• WHAT YOU SHOULD DO:
Look for "IndexConfig" in each line of the records, and copy the lines that have it.

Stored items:
◆ ◆ ◆ ◆
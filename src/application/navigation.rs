//! Navigation Service - session lifecycle and the chat contract.
//!
//! Thin orchestration over the domain state machine: load the session,
//! apply the action, store the mutated session back. The knowledge base
//! is shared and read-only; no embedding dependency here.

use std::sync::Arc;

use serde::Serialize;
use tracing::debug;

use crate::domain::foundation::SessionId;
use crate::domain::knowledge::KnowledgeBase;
use crate::domain::navigation::{
    apply, HistoryEntry, NavigationAction, NavigationError, NavigationReply, Session,
    NavigationState, UserInfo,
};
use crate::ports::SessionStore;

/// Response for a freshly created session.
#[derive(Debug, Clone, Serialize)]
pub struct SessionStarted {
    pub session_id: SessionId,
    pub message: String,
    pub state: NavigationState,
    pub services: Vec<String>,
}

/// Read-only view of a session for the session inspection endpoint.
#[derive(Debug, Clone, Serialize)]
pub struct SessionView {
    pub name: String,
    pub phone: String,
    pub state: NavigationState,
    pub current_service: Option<String>,
    pub current_category: Option<String>,
    pub history: Vec<HistoryEntry>,
    pub created_at: String,
}

/// Drives the guided flow for all sessions.
pub struct NavigationService {
    knowledge: Arc<KnowledgeBase>,
    sessions: Arc<dyn SessionStore>,
}

impl NavigationService {
    pub fn new(knowledge: Arc<KnowledgeBase>, sessions: Arc<dyn SessionStore>) -> Self {
        Self {
            knowledge,
            sessions,
        }
    }

    /// Validates user details and creates a session at the initial state.
    pub async fn start_session(
        &self,
        name: &str,
        phone: &str,
    ) -> Result<SessionStarted, NavigationError> {
        let user = UserInfo::new(name, phone)?;
        let session = Session::new(user);
        let session_id = session.id();
        let welcome = format!("Welcome, {}! How can I help you today?", session.user().name());

        self.sessions
            .put(session)
            .await
            .map_err(|e| NavigationError::validation("session", e.to_string()))?;

        debug!(%session_id, "session started");
        Ok(SessionStarted {
            session_id,
            message: welcome,
            state: NavigationState::ServiceSelection,
            services: self.knowledge.services(),
        })
    }

    /// Applies one navigation action to the identified session.
    pub async fn chat(
        &self,
        session_id: SessionId,
        action: NavigationAction,
    ) -> Result<NavigationReply, NavigationError> {
        let mut session = self.load(session_id).await?;

        let reply = apply(&self.knowledge, &mut session, action)?;

        // Store the mutated aggregate back so the next call sees it.
        self.sessions
            .put(session)
            .await
            .map_err(|e| NavigationError::validation("session", e.to_string()))?;

        Ok(reply)
    }

    /// Returns a read-only view of a session.
    pub async fn get_session(&self, session_id: SessionId) -> Result<SessionView, NavigationError> {
        let session = self.load(session_id).await?;

        Ok(SessionView {
            name: session.user().name().to_string(),
            phone: session.user().phone().to_string(),
            state: session.state(),
            current_service: session.current_service().map(String::from),
            current_category: session.current_category().map(String::from),
            history: session.history().to_vec(),
            created_at: session.created_at().to_rfc3339(),
        })
    }

    async fn load(&self, session_id: SessionId) -> Result<Session, NavigationError> {
        self.sessions
            .get(session_id)
            .await
            .map_err(|e| NavigationError::validation("session", e.to_string()))?
            .ok_or(NavigationError::SessionNotFound(session_id))
    }
}
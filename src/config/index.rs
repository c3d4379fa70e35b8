//! Vector index and knowledge base configuration

use serde::Deserialize;

use super::error::ValidationError;

/// Vector index configuration
#[derive(Debug, Clone, Deserialize)]
pub struct IndexConfig {
    /// Directory where collections are persisted
    #[serde(default = "default_data_dir")]
    pub data_dir: String,

    /// Collection name for the knowledge base index
    #[serde(default = "default_collection")]
    pub collection: String,
}

impl IndexConfig {
    /// Validate index configuration
    pub fn validate(&self) -> Result<(), ValidationError> {
        if self.data_dir.trim().is_empty() {
            return Err(ValidationError::EmptyIndexDir);
        }
        if self.collection.trim().is_empty() {
            return Err(ValidationError::EmptyCollectionName);
        }
        Ok(())
    }
}

impl Default for IndexConfig {
    fn default() -> Self {
        Self {
            data_dir: default_data_dir(),
            collection: default_collection(),
        }
    }
}

fn default_data_dir() -> String {
    "data/index".to_string()
}

fn default_collection() -> String {
    "seva_knowledge".to_string()
}

/// Knowledge base configuration
#[derive(Debug, Clone, Deserialize)]
pub struct KnowledgeConfig {
    /// Path to the knowledge base JSON file
    #[serde(default = "default_knowledge_path")]
    pub path: String,
}

impl KnowledgeConfig {
    /// Validate knowledge configuration
    pub fn validate(&self) -> Result<(), ValidationError> {
        if self.path.trim().is_empty() {
            return Err(ValidationError::EmptyKnowledgePath);
        }
        Ok(())
    }
}

impl Default for KnowledgeConfig {
    fn default() -> Self {
        Self {
            path: default_knowledge_path(),
        }
    }
}

fn default_knowledge_path() -> String {
    "data/knowledge_base.json".to_string()
}
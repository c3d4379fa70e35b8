//! Binary entrypoint: wire configuration, adapters, and services, then serve.

use std::error::Error;
use std::sync::Arc;
use std::time::Duration;

use tracing::info;
use tracing_subscriber::EnvFilter;

use seva_guide::adapters::embedding::{GeminiConfig, GeminiEmbedding};
use seva_guide::adapters::http::{api_routes, AppState};
use seva_guide::adapters::index::FileVectorIndex;
use seva_guide::adapters::session::InMemorySessionStore;
use seva_guide::application::{NavigationService, RetrievalEngine};
use seva_guide::config::AppConfig;
use seva_guide::domain::knowledge::KnowledgeBase;
use seva_guide::ports::EmbeddingProvider;

#[tokio::main]
async fn main() -> Result<(), Box<dyn Error>> {
    let config = AppConfig::load()?;

    tracing_subscriber::fmt()
        .with_env_filter(
            EnvFilter::try_from_default_env()
                .unwrap_or_else(|_| EnvFilter::new(&config.server.log_level)),
        )
        .init();

    config.validate()?;

    let knowledge = Arc::new(KnowledgeBase::load(&config.knowledge.path)?);
    info!(
        entries = knowledge.len(),
        services = knowledge.services().len(),
        path = %config.knowledge.path,
        "knowledge base loaded"
    );

    let provider = build_provider(&config)?;
    let index = Arc::new(FileVectorIndex::new(&config.index.data_dir));

    let retrieval = Arc::new(RetrievalEngine::new(
        provider,
        index,
        config.index.collection.clone(),
    ));
    retrieval.initialize(&knowledge).await?;

    let sessions = Arc::new(InMemorySessionStore::new());
    let navigation = Arc::new(NavigationService::new(Arc::clone(&knowledge), sessions));

    let state = AppState {
        navigation,
        retrieval,
        knowledge,
    };
    let app = api_routes(state);

    let addr = config.server.socket_addr()?;
    info!(%addr, "listening");
    let listener = tokio::net::TcpListener::bind(addr).await?;
    axum::serve(listener, app).await?;

    Ok(())
}

fn build_provider(config: &AppConfig) -> Result<Arc<dyn EmbeddingProvider>, Box<dyn Error>> {
    let api_key = config
        .embedding
        .gemini_api_key
        .clone()
        .ok_or("GEMINI_API_KEY is required")?;

    let gemini = GeminiConfig::new(api_key)
        .with_model(&config.embedding.model)
        .with_timeout(Duration::from_secs(config.embedding.timeout_secs));
    Ok(Arc::new(GeminiEmbedding::new(gemini)?))
}
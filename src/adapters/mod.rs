//! Adapters: concrete implementations of the ports plus the HTTP surface.

pub mod embedding;
pub mod http;
pub mod index;
pub mod session;
//! Knowledge base module.
//!
//! The knowledge base is an externally supplied, read-only collection of
//! FAQ entries organized as service -> category -> question. Both the
//! navigation flow and the retrieval engine read it; neither mutates it.

mod base;
mod entry;

pub use base::{KnowledgeBase, KnowledgeError, QuestionRef};
pub use entry::{KnowledgeEntry, OVERVIEW_CATEGORY, OVERVIEW_ID_SUFFIX};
◆ ◆ ◆ ◆
• ANSWER FOR THE TASK:
pub struct IndexConfig {
impl IndexConfig {
impl Default for IndexConfig {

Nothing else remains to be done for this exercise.